The Odyssey data reveals the distribution of subsurface water on Mars concentrated in two regions on opposite sides of the planet, corresponding to the Tharsis and Arabia bulges. Hoagland argues this bimodal water distribution confirms his tidal model prediction that Mars was once a moon of a larger planet, as such a pattern cannot form through normal geological processes. He also presents a newly released infrared nighttime image showing honeycomb-like geometric structures spanning miles, which he interprets as buried remains of an ancient Martian city.

The program also covers Columbia's Freon cooling loop failure threatening its Hubble repair mission, Hoagland's film script delivery to RKO Pictures, and a frank exchange about whether the American public truly wants an ambitious space program or prefers focusing resources on terrestrial concerns.

Key Moments

  1. NASA underplays the Mars news: Hoagland argues NASA's afternoon Mars Odyssey press conference dramatically downplayed a stunning result - researchers were 'bubbling' privately about a whole new Mars, yet the briefing drew only three press questions in 45 minutes.
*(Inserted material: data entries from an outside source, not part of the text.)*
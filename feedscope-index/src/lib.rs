//! Feedscope Index - Vector storage for post embeddings.
//!
//! Posts are identified by their submission-order index in the session; the
//! index stores one point per post with the original text as payload. The
//! backing store is Qdrant with cosine distance and a dimensionality fixed
//! at collection creation.

#![warn(clippy::all)]
#![allow(clippy::pedantic)]

pub mod qdrant;

pub use qdrant::QdrantIndex;

use async_trait::async_trait;
use feedscope_common::Result;
use serde::{Deserialize, Serialize};

/// One ranked similarity result.
#[derive(Debug, Clone, Serialize, Deserialize)]
pub struct ScoredPost {
    /// Session-order identifier of the stored post
    pub id: u64,
    /// Similarity score for the collection's distance metric
    pub score: f32,
    /// Original post text stored as payload
    pub text: String,
}

/// Opaque create/upsert/search/clear vector storage service.
#[async_trait]
pub trait VectorIndex: Send + Sync {
    /// Store or replace the vector for the post with the given identifier.
    async fn upsert(&self, id: u64, vector: Vec<f32>, text: &str) -> Result<()>;

    /// Return the `top_k` nearest stored posts, best first.
    async fn search(&self, vector: Vec<f32>, top_k: usize) -> Result<Vec<ScoredPost>>;

    /// Number of stored vectors.
    async fn count(&self) -> Result<usize>;

    /// Drop all stored vectors for the collection.
    async fn clear(&self) -> Result<()>;
}
//! Session report synthesis.
//!
//! Stateless with respect to the running summary: the report is built from
//! the raw post history alone.

use feedscope_analyzer::{Analyzer, FullReport};
use feedscope_common::{Error, Result};

/// Reduce the full session history into a narrative report.
///
/// Fails with `EmptySession` before any Analyzer call is made.
pub async fn synthesize(analyzer: &dyn Analyzer, posts: &[String]) -> Result<FullReport> {
    if posts.is_empty() {
        return Err(Error::EmptySession);
    }
    analyzer.full_report(posts).await
}

#[cfg(test)]
mod tests {
    use super::*;
    use async_trait::async_trait;
    use feedscope_analyzer::BatchAnalysis;
    use std::sync::atomic::{AtomicUsize, Ordering};

    #[derive(Default)]
    struct CountingAnalyzer {
        report_calls: AtomicUsize,
    }

    #[async_trait]
    impl Analyzer for CountingAnalyzer {
        async fn analyze_batch(&self, _posts: &[String]) -> Result<BatchAnalysis> {
            Ok(BatchAnalysis::default())
        }

        async fn full_report(&self, _posts: &[String]) -> Result<FullReport> {
            self.report_calls.fetch_add(1, Ordering::SeqCst);
            Ok(FullReport {
                health_score: 72,
                ..Default::default()
            })
        }

        async fn embed(&self, _text: &str) -> Result<Vec<f32>> {
            Ok(vec![0.0])
        }
    }

    #[tokio::test]
    async fn empty_session_fails_without_calling_analyzer() {
        let analyzer = CountingAnalyzer::default();
        let err = synthesize(&analyzer, &[]).await.unwrap_err();
        assert!(matches!(err, Error::EmptySession));
        assert_eq!(analyzer.report_calls.load(Ordering::SeqCst), 0);
    }

    #[tokio::test]
    async fn non_empty_session_returns_analyzer_report() {
        let analyzer = CountingAnalyzer::default();
        let report = synthesize(&analyzer, &["a post".into()]).await.unwrap();
        assert_eq!(report.health_score, 72);
        assert_eq!(analyzer.report_calls.load(Ordering::SeqCst), 1);
    }
}
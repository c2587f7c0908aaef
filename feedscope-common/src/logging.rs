//! Logging utilities for Feedscope services.
//!
//! # Noise Filtering
//!
//! By default, noisy library modules (hyper, reqwest, h2, rustls, tonic)
//! are set to `warn` level to reduce log clutter while keeping business logs
//! at the specified level.

use tracing_subscriber::fmt::format::FmtSpan;
use tracing_subscriber::prelude::*;
use tracing_subscriber::EnvFilter;

/// Default noisy modules that should be filtered to warn level.
pub const NOISY_MODULES: &[&str] = &[
    "hyper",
    "hyper_util",
    "reqwest",
    "h2",
    "rustls",
    "tonic",
    "tower_http",
];

/// Build the default EnvFilter with noise suppression.
///
/// The `RUST_LOG` environment variable overrides everything when set.
fn build_filter(log_level: &str) -> EnvFilter {
    if let Ok(filter) = EnvFilter::try_from_default_env() {
        return filter;
    }

    let mut directives = String::from(log_level);
    for module in NOISY_MODULES {
        directives.push_str(&format!(",{}=warn", module));
    }

    EnvFilter::new(&directives)
}

/// Initialize logging with the given configuration.
///
/// # Arguments
///
/// * `log_level` - Base log level (trace, debug, info, warn, error)
/// * `log_format` - Output format: "json" for structured JSON, "pretty" for human-readable
pub fn init_logging(log_level: &str, log_format: &str) {
    let filter = build_filter(log_level);
    let subscriber = tracing_subscriber::registry().with(filter);

    if log_format == "json" {
        let fmt_layer = tracing_subscriber::fmt::layer()
            .json()
            .with_span_events(FmtSpan::CLOSE)
            .with_current_span(true)
            .with_target(true)
            .with_file(true)
            .with_line_number(true);
        let _ = subscriber.with(fmt_layer).try_init();
    } else {
        // Default to pretty format
        let fmt_layer = tracing_subscriber::fmt::layer()
            .with_ansi(true)
            .with_target(true)
            .with_file(false)
            .with_line_number(false);
        let _ = subscriber.with(fmt_layer).try_init();
    }

    tracing::info!(
        log_level = %log_level,
        log_format = %log_format,
        "Logging initialized"
    );
}

#[cfg(test)]
mod tests {
    use super::*;

    #[test]
    fn test_noisy_modules_list() {
        assert!(NOISY_MODULES.contains(&"hyper"));
        assert!(NOISY_MODULES.contains(&"reqwest"));
        assert!(NOISY_MODULES.contains(&"tonic"));
    }
}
  2. Mars Odyssey neutron data: water signature: Hoagland explains the Odyssey Gamma Ray Spectrometer's neutron detectors are reading the telltale fingerprints of water down to about 250 miles below the spacecraft - the headline science of the day.

  3. Vindication of the bimodal water prediction: Hoagland claims the new HEND data confirm his prior on-air prediction that Martian water would be concentrated in two equatorial regions on opposite sides of the planet - gobs of frozen water down to 60 degrees south.

  4. Tidal model: Mars as a habitable moon: Hoagland's tidal-heating model frames Mars as a former temperate moon of a much larger planet, holding Earth-like conditions long enough - half a billion years - for complex, possibly intelligent life to evolve.

  5. Themis honeycomb: ruins of an ancient Martian city: Reviewing same-day Themis infrared imagery, Hoagland points to a six-sided geometric pattern with crenellations across 65-by-20-mile frames and concludes they are the buried remains of a huge ancient Martian city.